É difícil dizer se isso é, ou não, verdade. Mais tarde, pesquisadores associaram a coreomania a episódios de estresse pós-traumático

John Waller, autor do livro “A Time to Dance, a Time to Die: the Extraordinary Story of the Dancing Plague of 1518” (“Hora para dançar, hora para dormir: a história extraordinária da praga da dança de 1518”, em tradução livre), estudou o caso a fundo. Segundo ele, a coreomania é uma “epidemia psíquica” similar a outras pelo mundo que envolvem reações involuntárias do corpo, como rir ou desmaiar. 

Se formos analisar o contexto da época, isso até pode fazer algum sentido. A sociedade europeia de 1500 vivia em meio à fome e doenças generalizadas. Os costumes da Idade Média ainda eram muito presentes, o que significava que as mulheres viviam sob uma cultura extremamente patriarcal, ou seja, sujeita às vontades do homem. 

Caso a teoria da discussão com o marido seja verdadeira, isso pode ter desencadeado uma reação compulsiva em Frau, que se expressou através da dança. Mas também há relatos que colocam Troffea como uma “mulher solitária”. 

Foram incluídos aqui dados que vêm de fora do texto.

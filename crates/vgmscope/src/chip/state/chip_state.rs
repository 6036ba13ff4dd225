//! Chip state tracking trait.
//!
//! `ChipState` is the seam between a register-write stream and a chip
//! model. Implementations decode writes into structured state and keep
//! the raw register values for inspection.

/// Base trait for chip state tracking
pub trait ChipState: Send {
    /// Apply a register write on `port`.
    ///
    /// Writes never fail. Registers the chip does not implement are
    /// recorded and otherwise ignored.
    fn write(&mut self, port: u8, register: u8, value: u8);

    /// Read back the last value written to `register` on `port`.
    ///
    /// Returns `None` if the register has not been written since the last
    /// reset.
    fn read_register(&self, port: u8, register: u8) -> Option<u8>;

    /// Return the chip to its power-on state.
    fn reset(&mut self);
}
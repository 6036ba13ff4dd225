//! YM2612 channel and operator state.
//!
//! Each setter decodes one register byte into its bit fields. The
//! interpreter in `ym2612` decides which channel and operator a register
//! addresses; the types here only hold the decoded values.

use super::snapshot::{ChannelSnapshot, OperatorSnapshot};

/// One of the four FM operators of a channel.
#[derive(Debug, Clone, Default, PartialEq, Eq)]
pub struct Operator {
    index: u8,
    channel: u8,
    detune: u8,
    multiply: u8,
    volume_inverse: u8,
    rate_scaling: u8,
    attack_rate: u8,
    amplitude_modulation: bool,
    decay_1_rate: u8,
    decay_2_rate: u8,
    secondary_amplitude: u8,
    release_rate: u8,
    frequency_lsb: u8,
    frequency_msb: u8,
    frequency_octave: u8,
    enabled: bool,
}

impl Operator {
    fn new(channel: u8, index: u8) -> Self {
        Self {
            index,
            channel,
            ..Default::default()
        }
    }

    pub fn index(&self) -> u8 {
        self.index
    }

    pub fn detune(&self) -> u8 {
        self.detune
    }

    pub fn multiply(&self) -> u8 {
        self.multiply
    }

    pub fn volume_inverse(&self) -> u8 {
        self.volume_inverse
    }

    pub fn rate_scaling(&self) -> u8 {
        self.rate_scaling
    }

    pub fn attack_rate(&self) -> u8 {
        self.attack_rate
    }

    pub fn amplitude_modulation(&self) -> bool {
        self.amplitude_modulation
    }

    pub fn decay_1_rate(&self) -> u8 {
        self.decay_1_rate
    }

    pub fn decay_2_rate(&self) -> u8 {
        self.decay_2_rate
    }

    /// Decay 1 level.
    pub fn secondary_amplitude(&self) -> u8 {
        self.secondary_amplitude
    }

    pub fn release_rate(&self) -> u8 {
        self.release_rate
    }

    /// Frequency LSB, only meaningful in channel 3/6 special mode.
    pub fn frequency_lsb(&self) -> u8 {
        self.frequency_lsb
    }

    pub fn frequency_msb(&self) -> u8 {
        self.frequency_msb
    }

    pub fn frequency_octave(&self) -> u8 {
        self.frequency_octave
    }

    /// Key-on state from the last 0x28 write addressing this channel.
    pub fn enabled(&self) -> bool {
        self.enabled
    }

    pub fn snapshot(&self) -> OperatorSnapshot {
        OperatorSnapshot {
            index: self.index,
            volume_inverse: self.volume_inverse,
            attack_rate: self.attack_rate,
            decay_1_rate: self.decay_1_rate,
            decay_1_level: self.secondary_amplitude,
            decay_2_rate: self.decay_2_rate,
            release_rate: self.release_rate,
            multiply: self.multiply,
            detune: self.detune,
        }
    }

    pub(crate) fn set_detune_multiply(&mut self, value: u8) {
        self.detune = (value >> 4) & 0b111;
        self.multiply = value & 0b1111;
        tracing::trace!(
            channel = self.channel,
            operator = self.index,
            detune = self.detune,
            multiply = self.multiply,
            "set detune/multiply"
        );
    }

    pub(crate) fn set_volume_inverse(&mut self, value: u8) {
        self.volume_inverse = value & 0x7F;
        tracing::trace!(
            channel = self.channel,
            operator = self.index,
            volume_inverse = self.volume_inverse,
            "set volume inverse"
        );
    }

    pub(crate) fn set_rate_scaling_attack(&mut self, value: u8) {
        self.rate_scaling = (value >> 6) & 0b11;
        self.attack_rate = value & 0b1_1111;
        tracing::trace!(
            channel = self.channel,
            operator = self.index,
            rate_scaling = self.rate_scaling,
            attack_rate = self.attack_rate,
            "set rate scaling/attack"
        );
    }

    pub(crate) fn set_amplitude_modulation_decay_1(&mut self, value: u8) {
        self.amplitude_modulation = value & 0x80 != 0;
        self.decay_1_rate = value & 0b1_1111;
        tracing::trace!(
            channel = self.channel,
            operator = self.index,
            amplitude_modulation = self.amplitude_modulation,
            decay_1_rate = self.decay_1_rate,
            "set am/decay 1"
        );
    }

    pub(crate) fn set_decay_2(&mut self, value: u8) {
        self.decay_2_rate = value & 0b1_1111;
        tracing::trace!(
            channel = self.channel,
            operator = self.index,
            decay_2_rate = self.decay_2_rate,
            "set decay 2"
        );
    }

    pub(crate) fn set_secondary_amplitude_release(&mut self, value: u8) {
        self.secondary_amplitude = (value >> 4) & 0b1111;
        self.release_rate = value & 0b1111;
        tracing::trace!(
            channel = self.channel,
            operator = self.index,
            secondary_amplitude = self.secondary_amplitude,
            release_rate = self.release_rate,
            "set secondary amplitude/release"
        );
    }

    pub(crate) fn set_frequency_lsb(&mut self, value: u8) {
        self.frequency_lsb = value;
        tracing::trace!(
            channel = self.channel,
            operator = self.index,
            lsb = value,
            "set special mode frequency lsb"
        );
    }

    pub(crate) fn set_frequency_msb(&mut self, value: u8) {
        self.frequency_msb = value & 0b111;
        self.frequency_octave = (value >> 3) & 0b111;
        tracing::trace!(
            channel = self.channel,
            operator = self.index,
            msb = self.frequency_msb,
            octave = self.frequency_octave,
            "set special mode frequency msb"
        );
    }

    pub(crate) fn set_enabled(&mut self, enabled: bool) {
        self.enabled = enabled;
    }
}

/// One of the six FM channels.
#[derive(Debug, Clone, PartialEq, Eq)]
pub struct Channel {
    index: u8,
    operators: [Operator; 4],
    frequency_lsb: u8,
    frequency_msb: u8,
    frequency_octave: u8,
    feedback: u8,
    algorithm: u8,
    stereo_left: bool,
    stereo_right: bool,
    lfo_amplitude_sensitivity: u8,
    lfo_frequency_sensitivity: u8,
}

impl Channel {
    pub(crate) fn new(index: u8) -> Self {
        Self {
            index,
            operators: std::array::from_fn(|op| Operator::new(index, op as u8)),
            frequency_lsb: 0,
            frequency_msb: 0,
            frequency_octave: 0,
            feedback: 0,
            algorithm: 0,
            stereo_left: false,
            stereo_right: false,
            lfo_amplitude_sensitivity: 0,
            lfo_frequency_sensitivity: 0,
        }
    }

    pub fn index(&self) -> u8 {
        self.index
    }

    /// Operator `index`.
    ///
    /// # Panics
    ///
    /// Panics if `index >= 4`.
    pub fn operator(&self, index: usize) -> &Operator {
        assert!(index < 4, "operator index {} out of range", index);
        &self.operators[index]
    }

    pub fn operators(&self) -> &[Operator; 4] {
        &self.operators
    }

    pub fn frequency_lsb(&self) -> u8 {
        self.frequency_lsb
    }

    pub fn frequency_msb(&self) -> u8 {
        self.frequency_msb
    }

    /// Block number.
    pub fn frequency_octave(&self) -> u8 {
        self.frequency_octave
    }

    /// The 11-bit F-number assembled from the MSB and LSB registers.
    pub fn frequency_number(&self) -> u16 {
        (u16::from(self.frequency_msb) << 8) | u16::from(self.frequency_lsb)
    }

    pub fn feedback(&self) -> u8 {
        self.feedback
    }

    pub fn algorithm(&self) -> u8 {
        self.algorithm
    }

    pub fn stereo_left(&self) -> bool {
        self.stereo_left
    }

    pub fn stereo_right(&self) -> bool {
        self.stereo_right
    }

    pub fn lfo_amplitude_sensitivity(&self) -> u8 {
        self.lfo_amplitude_sensitivity
    }

    pub fn lfo_frequency_sensitivity(&self) -> u8 {
        self.lfo_frequency_sensitivity
    }

    /// Capture the voice parameters of this channel.
    pub fn snapshot(&self) -> ChannelSnapshot {
        ChannelSnapshot {
            index: self.index,
            algorithm: self.algorithm,
            feedback: self.feedback,
            operators: std::array::from_fn(|op| self.operators[op].snapshot()),
        }
    }

    pub(crate) fn operator_mut(&mut self, index: usize) -> &mut Operator {
        &mut self.operators[index]
    }

    pub(crate) fn set_frequency_lsb(&mut self, value: u8) {
        self.frequency_lsb = value;
        tracing::trace!(channel = self.index, lsb = value, "set frequency lsb");
    }

    pub(crate) fn set_frequency_msb(&mut self, value: u8) {
        self.frequency_msb = value & 0b111;
        self.frequency_octave = (value >> 3) & 0b111;
        tracing::trace!(
            channel = self.index,
            msb = self.frequency_msb,
            octave = self.frequency_octave,
            "set frequency msb"
        );
    }

    pub(crate) fn set_algorithm_feedback(&mut self, value: u8) {
        self.feedback = (value >> 3) & 0b111;
        self.algorithm = value & 0b111;
        tracing::trace!(
            channel = self.index,
            feedback = self.feedback,
            algorithm = self.algorithm,
            "set algorithm/feedback"
        );
    }

    pub(crate) fn set_stereo_lfo_sensitivity(&mut self, value: u8) {
        self.stereo_left = value & 0x80 != 0;
        self.stereo_right = value & 0x40 != 0;
        self.lfo_amplitude_sensitivity = (value >> 4) & 0b11;
        self.lfo_frequency_sensitivity = value & 0b111;
        tracing::trace!(
            channel = self.index,
            left = self.stereo_left,
            right = self.stereo_right,
            ams = self.lfo_amplitude_sensitivity,
            fms = self.lfo_frequency_sensitivity,
            "set stereo/lfo sensitivity"
        );
    }

    /// Apply a key-on mask; bit 0 controls operator 0.
    pub(crate) fn set_key_mask(&mut self, mask: u8) {
        for (op, operator) in self.operators.iter_mut().enumerate() {
            operator.set_enabled(mask & (1 << op) != 0);
        }
        tracing::trace!(
            channel = self.index,
            operators = format_args!("{:04b}", mask & 0x0F),
            "key on/off"
        );
    }
}
//! Sound chip models driven by decoded VGM commands.
//!
//! `state` holds the YM2612 register-state interpreter and its snapshot
//! types; `dx7` converts captured voices into DX7 patch descriptions.
pub mod dx7;
pub mod state;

Cidade de Estrasburgo, na França, em 2005. Imagem: Bichot Paris/WikiCommons

Histeria coletiva

Seja qual for o real motivo para ela ter começado o episódio, a hipótese mais forte atual é que outras pessoas só se juntaram a ela porque houve um episódio de histeria coletiva. 

Essa doença psicogênica acontece quando uma ideia ou crença se espalha em uma população, especialmente em tempos de estresse extremo. Essa é uma possibilidade bastante concreta, visto que outras epidemias de dança aconteceram em 1374 nas cidades alemãs de Aachen, Ghent e Metz. 

Em todos os casos, o período que antecedeu os episódios de coreomania foram excepcionalmente difíceis – mesmo para os tempos medievais. Haviam inundações, doenças crônicas, frio, fome e destruição de safras e estruturas por toda a parte. Parecia um “castigo divino” – o que, convenhamos, não era um bom sinal se você mantinha o pensamento medieval. 

Gravuras de “A Dança da Morte”, pintadas a óleo por Hans Holbein 1485. Imagem: Welcome Collection/Reprodução

O que eles pensaram na época 

É claro que, em plena Idade Média, as pessoas não acreditavam que Frau e todas as pessoas que a acompanharam foram vítimas de uma doença psicogênica ou algo do tipo. A conclusão imediata foi que todo mundo estava possuído pelo demônio ou, no máximo, com o “sangue superaquecido”. 

Mais tarde, algumas teorias apontaram para a possibilidade de que a população pudesse ter sido envenenada por um fungo ergot, que cresce no centeio e em outros grãos. Isso porque alguns componentes químicos dessa planta incluem o ácido lisérgico – basicamente o “LS” do LSD, que causa alucinações. 

Essa tese, porém, logo foi descartada. O motivo: a praga da dança aconteceu em regiões com culturas e climas diferentes, o que a torna improvável. Além disso, o consumo de ácido lisérgico não causa episódios de alucinação ou dança incontrolável tão longos. 

A forma de lidar com o problema também foi… interessante. As pessoas concluíram que a melhor maneira de ajudar os dançarinos compulsivos era estimulá-los para que caíssem de exaustão o quanto antes. Por isso, colocaram músicos para incentivar a dança e contrataram dançarinos para que bailassem com os “infectados”. 

Vendo que nada disso funcionava – muitos dançaram até a morte –, as autoridades proibiram a música e amarraram as pessoas em carroças que as levavam para um santuário.

Lá, recebiam pequenas cruzes, sapatos vermelhos e banhos de água benta. Por incrível que pareça, foi isso que fez com que se acalmassem e sobrevivessem à maior epidemia de dança da história.